# moisture concerns



## woodymarcotte (Dec 26, 2008)

I just bought a 6X12 trailer for my goose decoys. Only have 6 or 7 dozen so far but I am still wanting more. I live and hunt in northern colorado where the weather and snow is, not as bad as some of you guys, but still have some. I have been having a problem with the snow sticking to the decoys, and then putting them in the trailer for the next week. I try to knock the snow off, but some still stays on. If it warms up, the snow melts and the water is inside the trailer on the wood floor. Thought about painting the floor, but then the water might just sit in the trailer until it evapoates if ever. Also thought about putting a dehumidifier inside to keep it a little drier. Not sure if this is a big problem for the decoys, but not wanting to repalce them all the time, due to moisture.

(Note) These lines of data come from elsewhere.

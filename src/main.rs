//! Secret Digits CLI
//!
//! Interactive game session plus one-shot classification and statistics.

use std::io::{self, BufRead, IsTerminal, Write};
use std::sync::atomic::{AtomicBool, Ordering};
use std::sync::Arc;
use std::thread::{self, JoinHandle};
use std::time::{Duration, Instant};

use anyhow::Context;
use clap::{Parser, Subcommand};
use secret_digits::{
    classify, digits, ResultDistribution, Secret, SessionController, SubmitOutcome,
};

const BANNER_TEXT: &str = include_str!("text/banner.txt");

#[derive(Parser, Debug)]
#[command(name = "secret-digits", version, about = "Secret number guessing game")]
struct Cli {
    #[command(subcommand)]
    command: Option<Commands>,
}

#[derive(Subcommand, Debug)]
enum Commands {
    /// Play an interactive session (default)
    Play {
        #[arg(long, help = "Start with this secret instead of asking for one")]
        secret: Option<String>,
    },
    /// Classify a single guess against a secret
    Classify { secret: String, guess: String },
    /// Tally the results of every possible guess against a secret
    Stats {
        secret: String,
        #[arg(long, default_value_t = 10)]
        top: usize,
    },
}

const SPINNER_FRAMES: [char; 10] = ['⠋', '⠙', '⠹', '⠸', '⠼', '⠴', '⠦', '⠧', '⠇', '⠏'];
const SPINNER_INTERVAL: Duration = Duration::from_millis(80);

/// Progress indicator on stderr that also times the work it covers.
///
/// Nothing is drawn when stderr is not a terminal.
struct Spinner {
    running: Arc<AtomicBool>,
    handle: Option<JoinHandle<()>>,
    started: Instant,
}

impl Spinner {
    fn start(message: impl Into<String>) -> Self {
        let message = message.into();
        let running = Arc::new(AtomicBool::new(true));

        let handle = io::stderr().is_terminal().then(|| {
            let running = Arc::clone(&running);
            thread::spawn(move || {
                let mut stderr = io::stderr();
                for frame in SPINNER_FRAMES.iter().cycle() {
                    if !running.load(Ordering::Relaxed) {
                        break;
                    }
                    let _ = write!(stderr, "\r{} {}", frame, message);
                    let _ = stderr.flush();
                    thread::sleep(SPINNER_INTERVAL);
                }
                let width = message.chars().count() + 2;
                let _ = write!(stderr, "\r{:width$}\r", "", width = width);
                let _ = stderr.flush();
            })
        });

        Self { running, handle, started: Instant::now() }
    }

    /// Stop drawing and return how long the spinner ran.
    fn finish(mut self) -> Duration {
        let elapsed = self.started.elapsed();
        self.halt();
        elapsed
    }

    fn halt(&mut self) {
        self.running.store(false, Ordering::Relaxed);
        if let Some(handle) = self.handle.take() {
            let _ = handle.join();
        }
    }
}

impl Drop for Spinner {
    fn drop(&mut self) {
        self.halt();
    }
}

fn print_banner() {
    for line in BANNER_TEXT.lines().take(8) {
        println!("{}", line);
    }
}

fn print_help() {
    println!("{}", BANNER_TEXT);
}

fn print_prompt(session: &SessionController) {
    match session.secret() {
        Some(secret) => println!("Your secret number: {}", secret),
        None => println!("Enter your secret number"),
    }
}

fn print_history(session: &SessionController) {
    if session.history().is_empty() {
        println!("No guesses yet.");
        return;
    }
    for entry in session.history() {
        println!("{}: {}", entry.guess, entry.result);
    }
}

fn run_interactive(initial_secret: Option<String>) -> io::Result<()> {
    print_banner();

    let mut session = SessionController::new();
    if let Some(secret) = initial_secret {
        if let SubmitOutcome::Rejected(reason) = session.submit_text(&secret) {
            log::warn!("Ignoring --secret {:?}: {:?}", secret, reason);
        }
    }
    print_prompt(&session);

    let stdin = io::stdin();
    let mut stdout = io::stdout();

    loop {
        print!("> ");
        stdout.flush()?;

        let mut line = String::new();
        if stdin.lock().read_line(&mut line)? == 0 {
            break;
        }

        match line.trim() {
            ":help" | ":h" | "?" => print_help(),
            ":quit" | ":q" | ":exit" => {
                println!("Goodbye!");
                break;
            }
            ":history" => print_history(&session),
            ":reset" | "nuevo" => {
                session.request_reset();
                print_prompt(&session);
            }
            input => match session.submit_text(input) {
                SubmitOutcome::SecretAccepted => print_prompt(&session),
                SubmitOutcome::Classified(entry) => {
                    println!("{}: {}", entry.guess, entry.result);
                    let solved = entry.result.is_win();
                    if solved {
                        println!("Solved in {} guesses.", session.history().len());
                    }
                }
                SubmitOutcome::Rejected(_) | SubmitOutcome::Reset => {}
            },
        }
    }

    Ok(())
}

fn run_classify(secret: &str, guess: &str) -> anyhow::Result<()> {
    let secret = Secret::parse(secret.trim()).context("Invalid secret")?;
    let guess = digits::parse(guess.trim()).context("Invalid guess")?;
    let result = classify(&secret, &guess)?;
    println!("{}", result);
    Ok(())
}

fn run_stats(secret: &str, top: usize) -> anyhow::Result<()> {
    let secret = Secret::parse(secret.trim()).context("Invalid secret")?;

    let spinner = Spinner::start(format!("Classifying every {}-digit guess...", secret.len()));
    let distribution = ResultDistribution::for_secret(&secret);
    let elapsed = spinner.finish();
    let distribution = distribution?;

    println!();
    println!("Secret: {}", distribution.secret());
    println!("Guesses surveyed: {}", distribution.total());
    println!("Distinct results: {}", distribution.distinct_results());
    println!("Expected guesses sharing a result: {:.1}", distribution.expected_bucket_size());
    println!();
    println!("{:>4} {:>10} {:>10} {:>8}", "#", "Result", "Guesses", "Share");
    println!("{}", "-".repeat(36));
    for (i, (result, count)) in distribution.top(top).iter().enumerate() {
        let pct = *count as f64 / distribution.total() as f64 * 100.0;
        println!("{:>4} {:>10} {:>10} {:>7.2}%", i + 1, result.to_string(), count, pct);
    }
    println!();
    println!("Time elapsed: {:.2?}", elapsed);
    Ok(())
}

fn main() -> anyhow::Result<()> {
    env_logger::init();
    let cli = Cli::parse();

    match cli.command.unwrap_or(Commands::Play { secret: None }) {
        Commands::Play { secret } => run_interactive(secret).context("Terminal I/O failed"),
        Commands::Classify { secret, guess } => run_classify(&secret, &guess),
        Commands::Stats { secret, top } => run_stats(&secret, top),
    }
}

What is best for the trailer and the decoys?


----------



## dakotashooter2 (Oct 31, 2003)

You could probably use spray on or paint on truck bed liner to protect the floor. If I had an enclosed trailer I would look into some type of openable/closable vents for it.


----------



## cut'em (Oct 23, 2004)

Apply the bed liner and then always crank the front of your trailer up higher than the rear. therefore the melting snow or ice will run out the back


----------



## Myles J Flaten (Jan 31, 2008)

Try hurculiner(I think thats how you spell it) Its super easy to apply to your wood flooring and will protect it from the moisture. I have used it in the trailer as well as the ice house and it works great.


----------